Stored data:
::::::::

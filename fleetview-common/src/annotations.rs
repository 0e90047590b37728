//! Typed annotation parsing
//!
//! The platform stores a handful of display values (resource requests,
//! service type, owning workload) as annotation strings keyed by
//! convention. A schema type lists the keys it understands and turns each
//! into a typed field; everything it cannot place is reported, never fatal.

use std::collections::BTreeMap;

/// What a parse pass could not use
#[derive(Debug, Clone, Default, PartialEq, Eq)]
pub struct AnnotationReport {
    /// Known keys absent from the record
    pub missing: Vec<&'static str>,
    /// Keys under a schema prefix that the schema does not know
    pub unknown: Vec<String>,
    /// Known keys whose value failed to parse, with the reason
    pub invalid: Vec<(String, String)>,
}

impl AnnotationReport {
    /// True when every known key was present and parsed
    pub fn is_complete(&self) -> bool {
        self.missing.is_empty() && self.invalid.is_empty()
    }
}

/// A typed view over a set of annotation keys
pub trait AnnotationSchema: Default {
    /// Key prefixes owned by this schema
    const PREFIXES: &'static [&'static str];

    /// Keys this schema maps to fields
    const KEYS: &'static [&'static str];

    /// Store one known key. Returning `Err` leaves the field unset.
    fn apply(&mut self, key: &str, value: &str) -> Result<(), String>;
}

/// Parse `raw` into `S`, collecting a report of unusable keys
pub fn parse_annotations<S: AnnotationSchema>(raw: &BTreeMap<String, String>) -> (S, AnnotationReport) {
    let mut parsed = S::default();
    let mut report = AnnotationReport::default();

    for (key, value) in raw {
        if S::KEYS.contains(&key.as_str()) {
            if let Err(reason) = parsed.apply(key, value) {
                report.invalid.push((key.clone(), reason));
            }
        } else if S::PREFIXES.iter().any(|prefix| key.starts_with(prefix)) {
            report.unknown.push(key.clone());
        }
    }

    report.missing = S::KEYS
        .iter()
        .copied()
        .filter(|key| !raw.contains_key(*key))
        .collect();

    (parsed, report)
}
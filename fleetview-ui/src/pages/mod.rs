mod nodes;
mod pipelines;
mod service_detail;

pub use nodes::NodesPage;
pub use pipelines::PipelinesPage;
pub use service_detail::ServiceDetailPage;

::::::::

**Work required:**
Once the line with "filename fleetview-ui/src/pages/mod.rs" is found, write out that line and every one after it through the last line of the records, exactly and with nothing else.

**Answer below:**
filename fleetview-ui/src/pages/mod.rs
mod nodes;
mod pipelines;
mod service_detail;

pub use nodes::NodesPage;
pub use pipelines::PipelinesPage;
pub use service_detail::ServiceDetailPage;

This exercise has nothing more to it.